Soulless bodies sink into Mictlan fairly regularly, whereupon they are animated by the hungry energies of The Gloom and become wandering zombies. The dusty plains of Mictlan are pretty dangerous for travelers because of this. The Gloom has been around for a long time, and walls erected don't seem to fall down often in the cold stillness of the land of eternal night. Over the millennia many people have found time to erect buildings and even cities. Many of these stand vacant, mute testament to the fact that long ago someone cared enough to build them. However, some are still in use. The Shattered Empire has several such cities, usually corresponding to places where no city or even point of interest stands in the Mortal World. Others are less ambitious, where the Giovanni have a castle in the Gloom Shadow of Venice.

There does not appear to be any specific fixed limit to how long a Ghost can persist in The Gloom. So even though most last only very short amounts of time, it is entirely possible that any particular historical figure still exists somewhere in Mictlan. Some Ghosts, unhappy with the idea of wandering through a frozen desert for all eternity have taken the time to put up buildings and even societies. The largest such Ancestor City is at about the same place as Beijing.

Maya: The Dreamlands
Everybody's got to dream, young girl. If you don't dream, ya go crazy.
Go crazy? Don't mind if I do!

The Dreamlands are a wild and inhospitable place filled with fetid jungles and monstrous beasts. Overgrown with dreadful, implacable, and nightmarish life in all world correspondences – even those in the far north and south of the planet (though it still gets wicked cold at extreme latitudes). No one really knows if Maya is a construct of subconscious thought or the manifestation of a distant world that exists independently of our own. What is clear is that Maya is connected to the dreams of the frightened and the suffering. The goings on in this world seem somewhat unreal even for those who have traveled to it in the flesh, and the native inhabitants are strange and otherworldly even by the standards set by other supernatural creatures.

The Deep Maya does not even have climactic similarities with its Mortal World correspondences. It boasts floating rocks and sideways waterfalls. And monstrous beasts. And psychic plants.
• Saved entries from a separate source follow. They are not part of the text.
// Drum machine - Wires the pattern store, both schedulers, sinks and library
// This is the surface a UI drives

use crate::config::{ConfigError, EngineConfig};
use crate::library::{LibraryError, PatternLibrary, PatternSnapshot};
use crate::messaging::channels::{self, NotificationConsumer, NotificationProducer};
use crate::messaging::{Notification, NotificationCategory};
use crate::render::{RenderSink, SoundSource, SourceRouter, VisualSync};
use crate::sequencer::scheduler::{Drive, Scheduler, SchedulerState};
use crate::sequencer::{
    Metronome, Pattern, PatternCadence, PatternError, PatternScheduler, PatternStore,
    TimeSignature, Track, TransportClock,
};
use std::cell::{Ref, RefCell};
use std::rc::Rc;

/// Drum machine facade
///
/// Pattern edits go through here so limit violations reach the user as
/// notifications and new steps are auditioned.
pub struct DrumMachine {
    store: Rc<RefCell<PatternStore>>,
    clock: TransportClock,
    router: Rc<SourceRouter>,
    player: PatternScheduler,
    metronome: Metronome,
    library: PatternLibrary,
    notifications: RefCell<NotificationProducer>,
}

impl DrumMachine {
    /// Build a machine whose schedulers poll on the configured interval
    ///
    /// `play` and the metronome's `start` must then run inside a tokio
    /// `LocalSet`.
    pub fn new(
        config: &EngineConfig,
        clock: TransportClock,
        router: SourceRouter,
        visual: Rc<dyn VisualSync>,
        library: PatternLibrary,
    ) -> Result<(Self, NotificationConsumer), ConfigError> {
        Self::with_drive(config, config.scheduler.drive(), clock, router, visual, library)
    }

    /// Build a machine with an explicit poll drive
    ///
    /// The config is validated first, so one built in code gets the same
    /// checks as one loaded from disk.
    pub fn with_drive(
        config: &EngineConfig,
        drive: Drive,
        clock: TransportClock,
        router: SourceRouter,
        visual: Rc<dyn VisualSync>,
        library: PatternLibrary,
    ) -> Result<(Self, NotificationConsumer), ConfigError> {
        config.validate()?;

        let kit = Pattern::default_kit();
        let pattern = Pattern::from_parts(
            config.bpm,
            config.time_signature,
            config.total_measures,
            kit.tracks().to_vec(),
        );
        let store = Rc::new(RefCell::new(PatternStore::new(pattern)));

        router.set_mode(config.sound_source);
        let router = Rc::new(router);
        let sink: Rc<dyn RenderSink> = router.clone();

        let cadence = PatternCadence::new(store.clone(), sink.clone(), visual.clone())
            .with_restart_policy(config.scheduler.on_restart);
        let lookahead = config.scheduler.lookahead();
        let player = Scheduler::new(Rc::new(cadence), clock.clone(), lookahead, drive);
        let metronome = Metronome::new(config.metronome, sink, visual, clock.clone(), lookahead, drive);

        let (tx, rx) = channels::create_notification_channel(config.notification_capacity);

        let machine = Self {
            store,
            clock,
            router,
            player,
            metronome,
            library,
            notifications: RefCell::new(tx),
        };
        Ok((machine, rx))
    }

    /// Read access to the live pattern
    pub fn store(&self) -> Ref<'_, PatternStore> {
        self.store.borrow()
    }

    pub fn player(&self) -> &PatternScheduler {
        &self.player
    }

    pub fn metronome(&self) -> &Metronome {
        &self.metronome
    }

    pub fn clock(&self) -> &TransportClock {
        &self.clock
    }

    // --- Pattern editing ---

    /// Append a track; an empty name falls back to the instrument id
    pub fn add_track(&self, instrument_id: &str, display_name: &str) -> usize {
        self.store.borrow_mut().add_track(instrument_id, display_name)
    }

    pub fn remove_track(&self, index: usize) -> Result<Track, PatternError> {
        let result = self.store.borrow_mut().remove_track(index);
        self.report(NotificationCategory::Pattern, result)
    }

    /// Set a track's volume and preview it at the new level
    pub fn set_volume(&self, index: usize, level: u8) -> Result<(), PatternError> {
        let result = self.store.borrow_mut().set_volume(index, level);
        self.report(NotificationCategory::Pattern, result)?;
        self.audition(index);
        Ok(())
    }

    /// Flip a step; a step turned on is auditioned once, right now
    pub fn toggle_step(
        &self,
        track_index: usize,
        measure: usize,
        step: usize,
    ) -> Result<bool, PatternError> {
        let result = self
            .store
            .borrow_mut()
            .toggle_step(track_index, measure, step);
        let active = self.report(NotificationCategory::Pattern, result)?;
        if active {
            self.audition(track_index);
        }
        Ok(active)
    }

    pub fn set_time_signature(&self, time_signature: TimeSignature) {
        self.store.borrow_mut().set_time_signature(time_signature);
    }

    pub fn set_bpm(&self, bpm: u32) -> Result<(), PatternError> {
        let result = self.store.borrow_mut().set_bpm(bpm);
        self.report(NotificationCategory::Pattern, result)
    }

    pub fn add_measure(&self) -> Result<usize, PatternError> {
        let result = self.store.borrow_mut().add_measure();
        self.report(NotificationCategory::Pattern, result)
    }

    pub fn remove_measure(&self) -> Result<usize, PatternError> {
        let result = self.store.borrow_mut().remove_measure();
        self.report(NotificationCategory::Pattern, result)
    }

    pub fn view_measure(&self, delta: isize) -> bool {
        self.store.borrow_mut().view_measure(delta)
    }

    pub fn clear_steps(&self) {
        self.store.borrow_mut().clear_steps();
    }

    pub fn sound_source(&self) -> SoundSource {
        self.router.mode()
    }

    pub fn set_sound_source(&self, source: SoundSource) {
        self.router.set_mode(source);
    }

    // --- Transport ---

    /// Start the pattern; a start before the clock is up is queued
    ///
    /// # Panics
    ///
    /// With [`Drive::Interval`] this must be called inside a tokio
    /// `LocalSet`, see [`Scheduler::start`].
    pub fn play(&self) -> SchedulerState {
        let state = self.player.start();
        if state == SchedulerState::Pending {
            self.notify(Notification::info(
                NotificationCategory::Playback,
                "Waiting for audio to start",
            ));
        }
        state
    }

    pub fn stop(&self) {
        self.player.stop();
    }

    pub fn toggle_play(&self) -> SchedulerState {
        self.player.toggle()
    }

    /// Poll both schedulers once (for hosts using [`Drive::Manual`])
    pub fn poll(&self) -> usize {
        self.player.poll() + self.metronome.poll()
    }

    // --- Library ---

    /// Save the current pattern; returns its library id
    pub fn save_pattern(&self, name: &str) -> Result<u64, LibraryError> {
        let result = self.library.save(name, self.store.borrow().pattern());
        let id = self.report(NotificationCategory::Library, result)?;
        self.notify(Notification::info(NotificationCategory::Library, "Saved!"));
        Ok(id)
    }

    pub fn list_patterns(&self) -> Result<Vec<PatternSnapshot>, LibraryError> {
        let result = self.library.list();
        self.report(NotificationCategory::Library, result)
    }

    /// Replace the live pattern with a saved one
    pub fn load_pattern(&self, id: u64) -> Result<(), LibraryError> {
        let result = self
            .library
            .load(id)
            .and_then(|snapshot| snapshot.to_pattern());
        let pattern = self.report(NotificationCategory::Library, result)?;
        self.store.borrow_mut().replace(pattern);
        tracing::info!(id, "Pattern loaded");
        Ok(())
    }

    pub fn delete_pattern(&self, id: u64) -> Result<(), LibraryError> {
        let result = self.library.delete(id);
        self.report(NotificationCategory::Library, result)
    }

    fn audition(&self, track_index: usize) {
        let Some(now) = self.clock.now() else {
            tracing::debug!("Clock not ready, audition skipped");
            return;
        };
        let hit = self
            .store
            .borrow()
            .tracks()
            .get(track_index)
            .map(|t| (t.instrument_id.clone(), t.gain()));
        if let Some((instrument, gain)) = hit {
            if let Err(e) = self.router.render(&instrument, now, gain) {
                tracing::warn!(instrument = %instrument, error = %e, "Audition failed");
                self.notify(Notification::warning(NotificationCategory::Audio, e.to_string()));
            }
        }
    }

    fn report<T, E: std::fmt::Display>(
        &self,
        category: NotificationCategory,
        result: Result<T, E>,
    ) -> Result<T, E> {
        if let Err(e) = &result {
            let notification = match category {
                NotificationCategory::Pattern => Notification::warning(category, e.to_string()),
                _ => Notification::error(category, e.to_string()),
            };
            self.notify(notification);
        }
        result
    }

    fn notify(&self, notification: Notification) {
        channels::notify(&mut self.notifications.borrow_mut(), notification);
    }
}

impl std::fmt::Debug for DrumMachine {
    fn fmt(&self, f: &mut std::fmt::Formatter<'_>) -> std::fmt::Result {
        f.debug_struct("DrumMachine")
            .field("player", &self.player)
            .field("metronome", &self.metronome)
            .field("router", &self.router)
            .finish_non_exhaustive()
    }
}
There are few reasons for the sane to want to go to the Deep Maya even though it is wondrous and beautiful in its alien and unforgiving fashion.

Getting to Maya
If you die in your dreams, you make me a sandwich.”

Perhaps the easiest way to get to The Dreamlands is to go to sleep. While not even a small fraction of dreamers are transported across the barrier, it is nonetheless possible for virtually anyone to make the passage while they are sleeping. A dreamer's physical body remains where it is while the consciousness projects into Maya. If the person dies in the Dreamlands, the body dies as well. If the body dies, the dreamer is lost in Maya indefinitely and becomes a Jalus. There are places where the barrier between Maya and the sleeping mind is weaker. Generally speaking, places with horrible personal murders are more conducive to slipping people across into the nightmare realm. Impersonal deaths, such as natural disasters and battles make the barrier more difficult to cross. Physical gateways, though rare, also exist. They are always circles of something, and one crosses the boundary by entering and then exiting the circle. Circles of mushrooms or trees are fairly common as gateways go, but theoretically it could be a circle of anything. In any case, these gateways only function when the moon is visible. Sorcerous means of entering the Dreamlands are found in Astral Sorceries.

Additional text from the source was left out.